SUPPLIED DATA:
********
//! Health probe against the mock and against closed ports

mod common;

use std::time::Duration;

use turnstile::config::TargetConfig;
use turnstile::metrics::{CHECKS, Metrics};
use turnstile::scenarios::{HealthScenario, ProbeStatus, Scenario, probe_label};
use turnstile_testkit::{MockVisitorApi, unreachable_url};

use common::{context, mock_context};

#[tokio::test]
async fn accessible_endpoints_pass() {
    let server = MockVisitorApi::new().spawn().await.unwrap();
    let metrics = Metrics::new();
    let ctx = mock_context(&server, metrics.clone());

    assert!(HealthScenario.iteration(&ctx).await);

    let snapshot = metrics.snapshot();
    assert_eq!(snapshot.rate(CHECKS), Some(1.0));
    assert_eq!(snapshot.checks[&probe_label(0)].passes, 1);
    assert_eq!(snapshot.checks[&probe_label(1)].passes, 1);

    // Probes carry no API headers
    for request in server.requests() {
        assert_eq!(request.authorization, None);
    }
}

#[tokio::test]
async fn error_status_is_distinct_from_unreachable() {
    let server = MockVisitorApi::new()
        .with_health_status(503)
        .spawn()
        .await
        .unwrap();
    let ctx = mock_context(&server, Metrics::new());

    let outcomes = HealthScenario::probe_all(&ctx).await;
    assert_eq!(
        outcomes,
        vec![ProbeStatus::Unexpected(503), ProbeStatus::Accessible]
    );
}

#[tokio::test]
async fn closed_port_is_unreachable() {
    let url = unreachable_url().unwrap();
    let target = TargetConfig {
        health_urls: vec![
            format!("{url}/security_desk/visitor"),
            format!("{url}/api/method/visitor_management.custom_api.visitor.get_org"),
        ],
        ..TargetConfig::default()
    };
    let metrics = Metrics::new();
    let ctx = context(&target, metrics.clone(), Duration::from_secs(10));

    let outcomes = HealthScenario::probe_all(&ctx).await;
    assert_eq!(
        outcomes,
        vec![ProbeStatus::Unreachable, ProbeStatus::Unreachable]
    );

    // Failed checks are recorded, never raised
    let snapshot = metrics.snapshot();
    assert_eq!(snapshot.rate(CHECKS), Some(0.0));
    assert_eq!(snapshot.checks[&probe_label(0)].fails, 1);
}
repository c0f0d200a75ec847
use async_trait::async_trait;

use crate::domain::errors::BackendError;

use super::model::Product;

#[async_trait]
pub trait ProductCatalog: Send + Sync {
    /// Lists products, optionally restricted to one category.
    async fn list(&self, category: Option<&str>) -> Result<Vec<Product>, BackendError>;
}
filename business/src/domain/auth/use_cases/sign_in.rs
use async_trait::async_trait;

use crate::domain::auth::errors::AuthError;

pub struct SignInParams {
    pub email: String,
    pub password: String,
}

#[async_trait]
pub trait SignInUseCase: Send + Sync {
    async fn execute(&self, params: SignInParams) -> Result<(), AuthError>;
}
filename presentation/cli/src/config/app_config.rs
use super::backend_config::BackendConfig;
use super::storage_config::StorageConfig;

pub struct AppConfig {
    pub backend: BackendConfig,
    pub storage: StorageConfig,
}

impl AppConfig {
    pub fn from_env() -> Self {
        Self {
            backend: BackendConfig::from_env(),
            storage: StorageConfig::from_env(),
        }
    }
}
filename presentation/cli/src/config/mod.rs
pub mod app_config;
pub mod backend_config;
pub mod storage_config;
use rust_decimal::Decimal;

use crate::domain::shared::value_objects::ProductId;

/// Catalog read model. The cart only consumes id, name, price and image of
/// whatever the user selects to add.
#[derive(Debug, Clone, PartialEq)]
pub struct Product {
    pub id: ProductId,
    pub name: String,
    pub description: Option<String>,
    pub unit_price: Decimal,
    pub image_url: Option<String>,
    pub category: Option<String>,
}
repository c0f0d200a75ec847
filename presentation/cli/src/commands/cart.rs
use std::sync::{Mutex, PoisonError};

use business::application::cart::store::CartStore;
use business::domain::product::use_cases::list::ListProductsParams;
use business::domain::shared::value_objects::ProductId;

use crate::cli::CartCommand;
use crate::setup::dependency_injection::DependencyContainer;
use crate::view;

pub async fn run(container: &DependencyContainer, command: CartCommand) {
    match command {
        CartCommand::Show => {
            let snapshot = lock(&container.cart_store).snapshot();
            println!("{}", view::cart_view(&snapshot));
        }
        CartCommand::Add { product_id } => add(container, &product_id).await,
        CartCommand::Inc { product_id } => change(container, &product_id, 1),
        CartCommand::Dec { product_id } => change(container, &product_id, -1),
    }
}

/// Looks the product up in the remote catalog so the cart line carries the
/// current name and price, then adds one unit.
async fn add(container: &DependencyContainer, product_id: &str) {
    let products = match container
        .list_products
        .execute(ListProductsParams { category: None })
        .await
    {
        Ok(products) => products,
        Err(_) => {
            println!("Could not reach the catalog. Try again!");
            return;
        }
    };

    let Some(product) = products.into_iter().find(|p| p.id.as_str() == product_id) else {
        println!("No product with id {product_id}.");
        return;
    };

    let mut store = lock(&container.cart_store);
    store.add_item(
        product.id,
        product.name,
        product.unit_price,
        product.image_url.unwrap_or_default(),
    );
    println!("Added to cart!");
    println!("{}", view::cart_count(&store.snapshot()));
}

fn change(container: &DependencyContainer, product_id: &str, delta: i64) {
    let mut store = lock(&container.cart_store);
    store.change_quantity(&ProductId::new(product_id), delta);
    println!("{}", view::cart_view(&store.snapshot()));
}

fn lock(store: &Mutex<CartStore>) -> std::sync::MutexGuard<'_, CartStore> {
    store.lock().unwrap_or_else(PoisonError::into_inner)
}
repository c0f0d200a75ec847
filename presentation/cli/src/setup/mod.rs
pub mod dependency_injection;
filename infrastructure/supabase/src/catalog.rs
use async_trait::async_trait;
use rust_decimal::Decimal;
use serde::Deserialize;

use business::domain::errors::BackendError;
use business::domain::product::catalog::ProductCatalog;
use business::domain::product::model::Product;
use business::domain::shared::value_objects::ProductId;

use crate::client::BackendClient;

pub struct ProductCatalogSupabase {
    client: BackendClient,
}

impl ProductCatalogSupabase {
    pub fn new(client: BackendClient) -> Self {
        Self { client }
    }
}

/// Row shape of the hosted `products` table.
#[derive(Debug, Deserialize)]
struct ProductRow {
    id: i64,
    name: String,
    description: Option<String>,
    price: Decimal,
    image_url: Option<String>,
    category: Option<String>,
}

impl ProductRow {
    fn into_domain(self) -> Product {
        Product {
            id: ProductId::new(self.id.to_string()),
            name: self.name,
            description: self.description,
            unit_price: self.price,
            image_url: self.image_url,
            category: self.category,
        }
    }
}

#[async_trait]
impl ProductCatalog for ProductCatalogSupabase {
    async fn list(&self, category: Option<&str>) -> Result<Vec<Product>, BackendError> {
        let mut request = self
            .client
            .client
            .get(self.client.rest_url("products"))
            .header("apikey", &self.client.api_key)
            .header("Authorization", self.client.auth_header())
            .query(&[("select", "*")]);

        if let Some(category) = category {
            request = request.query(&[("category", format!("eq.{category}"))]);
        }

        let response = request.send().await.map_err(|err| {
            tracing::error!("Catalog request failed: {err}");
            BackendError::Connection
        })?;

        let status = response.status();
        if status == reqwest::StatusCode::UNAUTHORIZED || status == reqwest::StatusCode::FORBIDDEN {
            return Err(BackendError::Unauthorized);
        }
        if !status.is_success() {
            tracing::error!("Catalog request rejected with status {status}");
            return Err(BackendError::Rejected);
        }

        let rows: Vec<ProductRow> = response.json().await.map_err(|err| {
            tracing::error!("Catalog response unreadable: {err}");
            BackendError::Rejected
        })?;

        Ok(rows.into_iter().map(ProductRow::into_domain).collect())
    }
}
use crate::domain::errors::StorageError;

use super::model::Cart;

/// Durable local key-value store for the cart.
///
/// Reads are infallible: absent or malformed content yields an empty cart.
/// Writes are synchronous so the persisted cart matches the in-memory cart
/// before the mutating operation returns.
pub trait CartStorage: Send + Sync {
    fn load(&self) -> Cart;
    fn save(&self, cart: &Cart) -> Result<(), StorageError>;
}
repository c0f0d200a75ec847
use reqwest::Client;

/// Shared HTTP client configuration for the hosted Supabase project.
pub struct BackendClient {
    pub client: Client,
    pub api_key: String,
    pub base_url: String,
}

impl BackendClient {
    pub fn new(base_url: String, api_key: String) -> Self {
        let client = Client::builder()
            .timeout(std::time::Duration::from_secs(30))
            .build()
            .unwrap_or_default();

        Self {
            client,
            api_key,
            base_url: base_url.trim_end_matches('/').to_string(),
        }
    }

    /// Builds the authorization header value.
    pub fn auth_header(&self) -> String {
        format!("Bearer {}", self.api_key)
    }

    /// Returns the PostgREST endpoint URL for a table.
    pub fn rest_url(&self, table: &str) -> String {
        format!("{}/rest/v1/{}", self.base_url, table)
    }

    /// Returns a GoTrue auth endpoint URL.
    pub fn auth_url(&self, endpoint: &str) -> String {
        format!("{}/auth/v1/{}", self.base_url, endpoint)
    }
}

#[cfg(test)]
mod tests {
    use super::*;

    #[test]
    fn should_build_table_and_auth_urls() {
        let client = BackendClient::new(
            "https://demo.supabase.co".to_string(),
            "anon-key".to_string(),
        );

        assert_eq!(
            client.rest_url("products"),
            "https://demo.supabase.co/rest/v1/products"
        );
        assert_eq!(
            client.auth_url("signup"),
            "https://demo.supabase.co/auth/v1/signup"
        );
        assert_eq!(client.auth_header(), "Bearer anon-key");
    }

    #[test]
    fn should_strip_trailing_slash_from_base_url() {
        let client = BackendClient::new("https://demo.supabase.co/".to_string(), "k".to_string());

        assert_eq!(
            client.rest_url("orders"),
            "https://demo.supabase.co/rest/v1/orders"
        );
    }
}
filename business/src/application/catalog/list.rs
use std::sync::Arc;

use async_trait::async_trait;

use crate::domain::errors::BackendError;
use crate::domain::logger::Logger;
use crate::domain::product::catalog::ProductCatalog;
use crate::domain::product::model::Product;
use crate::domain::product::use_cases::list::{ListProductsParams, ListProductsUseCase};

pub struct ListProductsUseCaseImpl {
    pub catalog: Arc<dyn ProductCatalog>,
    pub logger: Arc<dyn Logger>,
}

#[async_trait]
impl ListProductsUseCase for ListProductsUseCaseImpl {
    async fn execute(&self, params: ListProductsParams) -> Result<Vec<Product>, BackendError> {
        // "home" is the storefront's all-products tab, not a real category.
        let category = params
            .category
            .as_deref()
            .filter(|category| *category != "home");

        let products = self.catalog.list(category).await.inspect_err(|err| {
            self.logger.error(&format!("Product fetch failed: {err}"));
        })?;

        self.logger
            .debug(&format!("Fetched {} product(s)", products.len()));
        Ok(products)
    }
}
#[derive(Debug, thiserror::Error)]
pub enum AuthError {
    #[error("auth.email_required")]
    EmailRequired,
    #[error("auth.password_required")]
    PasswordRequired,
    /// Message returned by the auth provider, surfaced to the user verbatim.
    #[error("{0}")]
    Backend(String),
}
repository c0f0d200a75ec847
use async_trait::async_trait;

use super::errors::AuthError;

/// Authentication collaborator. No session or token handling happens in this
/// core; each call either succeeds or yields a provider error message.
#[async_trait]
pub trait AuthGateway: Send + Sync {
    async fn sign_in(&self, email: &str, password: &str) -> Result<(), AuthError>;
    async fn sign_up(&self, email: &str, password: &str) -> Result<(), AuthError>;
    async fn send_password_reset(&self, email: &str, redirect_to: &str) -> Result<(), AuthError>;
}
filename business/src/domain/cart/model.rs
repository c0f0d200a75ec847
use rust_decimal::Decimal;

use crate::domain::shared::value_objects::ProductId;

/// One product/quantity pairing held in the cart.
#[derive(Debug, Clone, PartialEq)]
pub struct LineItem {
    pub product_id: ProductId,
    pub name: String,
    pub unit_price: Decimal,
    pub image_url: String,
    pub quantity: u32,
}

impl LineItem {
    pub fn subtotal(&self) -> Decimal {
        self.unit_price * Decimal::from(self.quantity)
    }
}

/// Insertion-ordered collection of line items.
///
/// Invariants held after every mutation: at most one item per product id,
/// and no item with a zero quantity.
#[derive(Debug, Clone, Default, PartialEq)]
pub struct Cart {
    items: Vec<LineItem>,
}

/// Point-in-time copy of the cart plus its derived values, taken for display
/// or for building an order request.
#[derive(Debug, Clone, PartialEq)]
pub struct CartSnapshot {
    pub items: Vec<LineItem>,
    pub item_count: u64,
    pub total: Decimal,
}

impl CartSnapshot {
    pub fn is_empty(&self) -> bool {
        self.items.is_empty()
    }

    /// Total formatted with exactly two decimal places, the shape the
    /// backend expects for transmitted order totals.
    pub fn formatted_total(&self) -> String {
        format!("{:.2}", self.total)
    }
}

impl Cart {
    pub fn new() -> Self {
        Self::default()
    }

    /// Rebuilds a cart from persisted records. Entries with a zero quantity
    /// are dropped and duplicate product ids are merged into the first
    /// occurrence, so the invariants hold regardless of what was stored.
    pub fn from_items(items: impl IntoIterator<Item = LineItem>) -> Self {
        let mut cart = Self::new();
        for item in items {
            if item.quantity == 0 {
                continue;
            }
            match cart.find_mut(&item.product_id) {
                // Saturate: stored records are untrusted and must never
                // abort the load.
                Some(existing) => {
                    existing.quantity = existing.quantity.saturating_add(item.quantity);
                }
                None => cart.items.push(item),
            }
        }
        cart
    }

    /// Increments the quantity of an existing line item, or appends a new
    /// one with quantity 1. Always succeeds.
    pub fn add_item(
        &mut self,
        product_id: ProductId,
        name: impl Into<String>,
        unit_price: Decimal,
        image_url: impl Into<String>,
    ) {
        match self.find_mut(&product_id) {
            Some(existing) => existing.quantity = existing.quantity.saturating_add(1),
            None => self.items.push(LineItem {
                product_id,
                name: name.into(),
                unit_price,
                image_url: image_url.into(),
                quantity: 1,
            }),
        }
    }

    /// Adds `delta` to the quantity of the given product. A no-op when the
    /// product is not in the cart; removes the item entirely when the new
    /// quantity would drop to zero or below.
    pub fn change_quantity(&mut self, product_id: &ProductId, delta: i64) {
        let Some(index) = self
            .items
            .iter()
            .position(|item| &item.product_id == product_id)
        else {
            return;
        };

        let updated = i64::from(self.items[index].quantity) + delta;
        if updated <= 0 {
            self.items.remove(index);
        } else {
            self.items[index].quantity = u32::try_from(updated).unwrap_or(u32::MAX);
        }
    }

    pub fn clear(&mut self) {
        self.items.clear();
    }

    pub fn items(&self) -> &[LineItem] {
        &self.items
    }

    pub fn is_empty(&self) -> bool {
        self.items.is_empty()
    }

    /// Sum of quantities across all line items.
    pub fn item_count(&self) -> u64 {
        self.items.iter().map(|item| u64::from(item.quantity)).sum()
    }

    /// Sum of `unit_price * quantity` across all line items.
    pub fn total(&self) -> Decimal {
        self.items.iter().map(LineItem::subtotal).sum()
    }

    pub fn snapshot(&self) -> CartSnapshot {
        CartSnapshot {
            items: self.items.clone(),
            item_count: self.item_count(),
            total: self.total(),
        }
    }

    fn find_mut(&mut self, product_id: &ProductId) -> Option<&mut LineItem> {
        self.items
            .iter_mut()
            .find(|item| &item.product_id == product_id)
    }
}

#[cfg(test)]
mod tests {
    use rust_decimal::Decimal;

    use super::*;

    fn price(cents: i64) -> Decimal {
        Decimal::new(cents, 2)
    }

    fn widget(cart: &mut Cart) {
        cart.add_item(ProductId::new("p1"), "Widget", price(999), "img1");
    }

    #[test]
    fn should_merge_repeated_adds_into_one_line_item() {
        let mut cart = Cart::new();
        widget(&mut cart);
        widget(&mut cart);

        assert_eq!(cart.items().len(), 1);
        assert_eq!(cart.items()[0].quantity, 2);
        assert_eq!(cart.snapshot().formatted_total(), "19.98");
    }

    #[test]
    fn should_remove_item_when_quantity_drops_to_zero() {
        let mut cart = Cart::new();
        widget(&mut cart);
        widget(&mut cart);

        cart.change_quantity(&ProductId::new("p1"), -2);

        assert!(cart.is_empty());
        assert_eq!(cart.item_count(), 0);
    }

    #[test]
    fn should_remove_item_when_quantity_drops_below_zero() {
        let mut cart = Cart::new();
        widget(&mut cart);

        cart.change_quantity(&ProductId::new("p1"), -5);

        assert!(cart.is_empty());
    }

    #[test]
    fn should_ignore_quantity_change_for_unknown_product() {
        let mut cart = Cart::new();
        widget(&mut cart);

        cart.change_quantity(&ProductId::new("missing"), 3);

        assert_eq!(cart.item_count(), 1);
    }

    #[test]
    fn should_keep_insertion_order_of_first_add() {
        let mut cart = Cart::new();
        cart.add_item(ProductId::new("b"), "Second", price(100), "i2");
        cart.add_item(ProductId::new("a"), "First", price(200), "i1");
        cart.add_item(ProductId::new("b"), "Second", price(100), "i2");

        let ids: Vec<&str> = cart
            .items()
            .iter()
            .map(|item| item.product_id.as_str())
            .collect();
        assert_eq!(ids, vec!["b", "a"]);
    }

    #[test]
    fn should_compute_total_across_distinct_items() {
        let mut cart = Cart::new();
        cart.add_item(ProductId::new("p1"), "Widget", price(1000), "i1");
        cart.add_item(ProductId::new("p1"), "Widget", price(1000), "i1");
        cart.add_item(ProductId::new("p1"), "Widget", price(1000), "i1");
        cart.add_item(ProductId::new("p2"), "Gadget", price(250), "i2");

        assert_eq!(cart.item_count(), 4);
        assert_eq!(cart.snapshot().formatted_total(), "32.50");
    }

    #[test]
    fn snapshot_is_stable_without_intervening_mutation() {
        let mut cart = Cart::new();
        widget(&mut cart);

        assert_eq!(cart.snapshot(), cart.snapshot());
    }

    #[test]
    fn should_drop_zero_quantity_records_when_rebuilding() {
        let cart = Cart::from_items([
            LineItem {
                product_id: ProductId::new("p1"),
                name: "Widget".to_string(),
                unit_price: price(999),
                image_url: "i1".to_string(),
                quantity: 0,
            },
            LineItem {
                product_id: ProductId::new("p2"),
                name: "Gadget".to_string(),
                unit_price: price(100),
                image_url: "i2".to_string(),
                quantity: 2,
            },
        ]);

        assert_eq!(cart.items().len(), 1);
        assert_eq!(cart.items()[0].product_id, ProductId::new("p2"));
    }

    #[test]
    fn should_merge_duplicate_records_when_rebuilding() {
        let record = LineItem {
            product_id: ProductId::new("p1"),
            name: "Widget".to_string(),
            unit_price: price(999),
            image_url: "i1".to_string(),
            quantity: 2,
        };
        let cart = Cart::from_items([record.clone(), record]);

        assert_eq!(cart.items().len(), 1);
        assert_eq!(cart.items()[0].quantity, 4);
    }

    #[test]
    fn should_saturate_quantity_when_merged_records_overflow() {
        let record = LineItem {
            product_id: ProductId::new("p1"),
            name: "Widget".to_string(),
            unit_price: price(999),
            image_url: "i1".to_string(),
            quantity: 3_000_000_000,
        };
        let cart = Cart::from_items([record.clone(), record]);

        assert_eq!(cart.items().len(), 1);
        assert_eq!(cart.items()[0].quantity, u32::MAX);
    }

    #[test]
    fn should_saturate_quantity_when_adding_to_a_maxed_item() {
        let mut cart = Cart::from_items([LineItem {
            product_id: ProductId::new("p1"),
            name: "Widget".to_string(),
            unit_price: price(999),
            image_url: "i1".to_string(),
            quantity: u32::MAX,
        }]);

        widget(&mut cart);

        assert_eq!(cart.items()[0].quantity, u32::MAX);
    }

    #[test]
    fn formatted_total_pads_to_two_decimals() {
        let mut cart = Cart::new();
        cart.add_item(ProductId::new("p1"), "Widget", Decimal::from(10), "i1");

        assert_eq!(cart.snapshot().formatted_total(), "10.00");
    }
}
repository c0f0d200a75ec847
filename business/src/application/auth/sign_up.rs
use std::sync::Arc;

use async_trait::async_trait;

use crate::domain::auth::errors::AuthError;
use crate::domain::auth::gateway::AuthGateway;
use crate::domain::auth::use_cases::sign_up::{SignUpParams, SignUpUseCase};
use crate::domain::logger::Logger;

pub struct SignUpUseCaseImpl {
    pub gateway: Arc<dyn AuthGateway>,
    pub logger: Arc<dyn Logger>,
}

#[async_trait]
impl SignUpUseCase for SignUpUseCaseImpl {
    async fn execute(&self, params: SignUpParams) -> Result<(), AuthError> {
        let email = params.email.trim();
        if email.is_empty() {
            return Err(AuthError::EmailRequired);
        }
        if params.password.is_empty() {
            return Err(AuthError::PasswordRequired);
        }

        self.logger.info(&format!("Registering {email}"));
        self.gateway.sign_up(email, &params.password).await
    }
}
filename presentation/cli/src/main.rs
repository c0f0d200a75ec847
use clap::Parser;
use dotenvy::dotenv;

mod cli;
mod commands;
mod config;
mod setup;
mod view;

use cli::{Cli, Command};
use config::app_config::AppConfig;
use setup::dependency_injection::DependencyContainer;

/// Storefront CLI entry point.
///
/// Initializes logging, loads configuration, wires dependencies, and runs a
/// single command to completion. The cart lives in a local file between
/// invocations; everything else is delegated to the hosted backend.
#[tokio::main]
async fn main() -> anyhow::Result<()> {
    // 1. Initialize tracing with RUST_LOG env filter
    let env_filter = tracing_subscriber::EnvFilter::try_from_default_env()
        .unwrap_or_else(|_| tracing_subscriber::EnvFilter::new("info"));
    tracing_subscriber::fmt().with_env_filter(env_filter).init();

    // 2. Load environment variables
    dotenv().ok();

    // 3. Load configuration
    let config = AppConfig::from_env();

    // 4. Wire dependencies
    let container = DependencyContainer::new(&config);

    // 5. Run the requested command
    let cli = Cli::parse();
    match cli.command {
        Command::Browse { category } => commands::browse::run(&container, category).await,
        Command::Cart { command } => commands::cart::run(&container, command).await,
        Command::Checkout {
            email,
            address,
            payment,
        } => commands::checkout::run(&container, email, address, payment).await,
        Command::SignIn { email, password } => {
            commands::auth::sign_in(&container, email, password).await;
        }
        Command::SignUp { email, password } => {
            commands::auth::sign_up(&container, email, password).await;
        }
        Command::ResetPassword { email } => {
            commands::auth::reset_password(&container, email).await;
        }
    }

    Ok(())
}
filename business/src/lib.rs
pub mod application {
    pub mod auth {
        pub mod reset_password;
        pub mod sign_in;
        pub mod sign_up;
    }
    pub mod cart {
        pub mod store;
    }
    pub mod catalog {
        pub mod list;
    }
    pub mod order {
        pub mod submit;
    }
}

pub mod domain {
    pub mod errors;
    pub mod logger;
    pub mod auth {
        pub mod errors;
        pub mod gateway;
        pub mod use_cases {
            pub mod reset_password;
            pub mod sign_in;
            pub mod sign_up;
        }
    }
    pub mod cart {
        pub mod model;
        pub mod storage;
    }
    pub mod order {
        pub mod errors;
        pub mod gateway;
        pub mod model;
        pub mod use_cases {
            pub mod submit;
        }
    }
    pub mod product {
        pub mod catalog;
        pub mod model;
        pub mod use_cases {
            pub mod list;
        }
    }
    pub mod shared {
        pub mod value_objects;
    }
}
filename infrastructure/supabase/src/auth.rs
use async_trait::async_trait;
use serde::Serialize;

use business::domain::auth::errors::AuthError;
use business::domain::auth::gateway::AuthGateway;

use crate::client::BackendClient;

pub struct AuthGatewaySupabase {
    client: BackendClient,
}

impl AuthGatewaySupabase {
    pub fn new(client: BackendClient) -> Self {
        Self { client }
    }

    async fn post(
        &self,
        url: String,
        query: &[(&str, &str)],
        body: &impl Serialize,
    ) -> Result<(), AuthError> {
        let response = self
            .client
            .client
            .post(url)
            .header("apikey", &self.client.api_key)
            .header("Authorization", self.client.auth_header())
            .query(query)
            .json(body)
            .send()
            .await
            .map_err(|err| {
                tracing::error!("Auth request failed: {err}");
                AuthError::Backend("Unable to reach the authentication service".to_string())
            })?;

        let status = response.status();
        if status.is_success() {
            return Ok(());
        }

        let body = response.text().await.unwrap_or_default();
        tracing::error!("Auth request rejected with status {status}: {body}");
        Err(AuthError::Backend(provider_message(&body)))
    }
}

#[derive(Serialize)]
struct Credentials<'a> {
    email: &'a str,
    password: &'a str,
}

#[derive(Serialize)]
struct RecoverRequest<'a> {
    email: &'a str,
}

/// Pulls the human-readable message out of a GoTrue error body so it can be
/// shown to the user verbatim.
fn provider_message(body: &str) -> String {
    serde_json::from_str::<serde_json::Value>(body)
        .ok()
        .and_then(|value| {
            ["error_description", "msg", "message"]
                .iter()
                .find_map(|key| value.get(key).and_then(|m| m.as_str()).map(str::to_string))
        })
        .unwrap_or_else(|| "Authentication failed".to_string())
}

#[async_trait]
impl AuthGateway for AuthGatewaySupabase {
    async fn sign_in(&self, email: &str, password: &str) -> Result<(), AuthError> {
        self.post(
            self.client.auth_url("token"),
            &[("grant_type", "password")],
            &Credentials { email, password },
        )
        .await
    }

    async fn sign_up(&self, email: &str, password: &str) -> Result<(), AuthError> {
        self.post(
            self.client.auth_url("signup"),
            &[],
            &Credentials { email, password },
        )
        .await
    }

    async fn send_password_reset(&self, email: &str, redirect_to: &str) -> Result<(), AuthError> {
        self.post(
            self.client.auth_url("recover"),
            &[("redirect_to", redirect_to)],
            &RecoverRequest { email },
        )
        .await
    }
}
********
Determine how many lines of the records above hold the word "clear" and give the number with nothing added.

OUTPUT BELOW: 2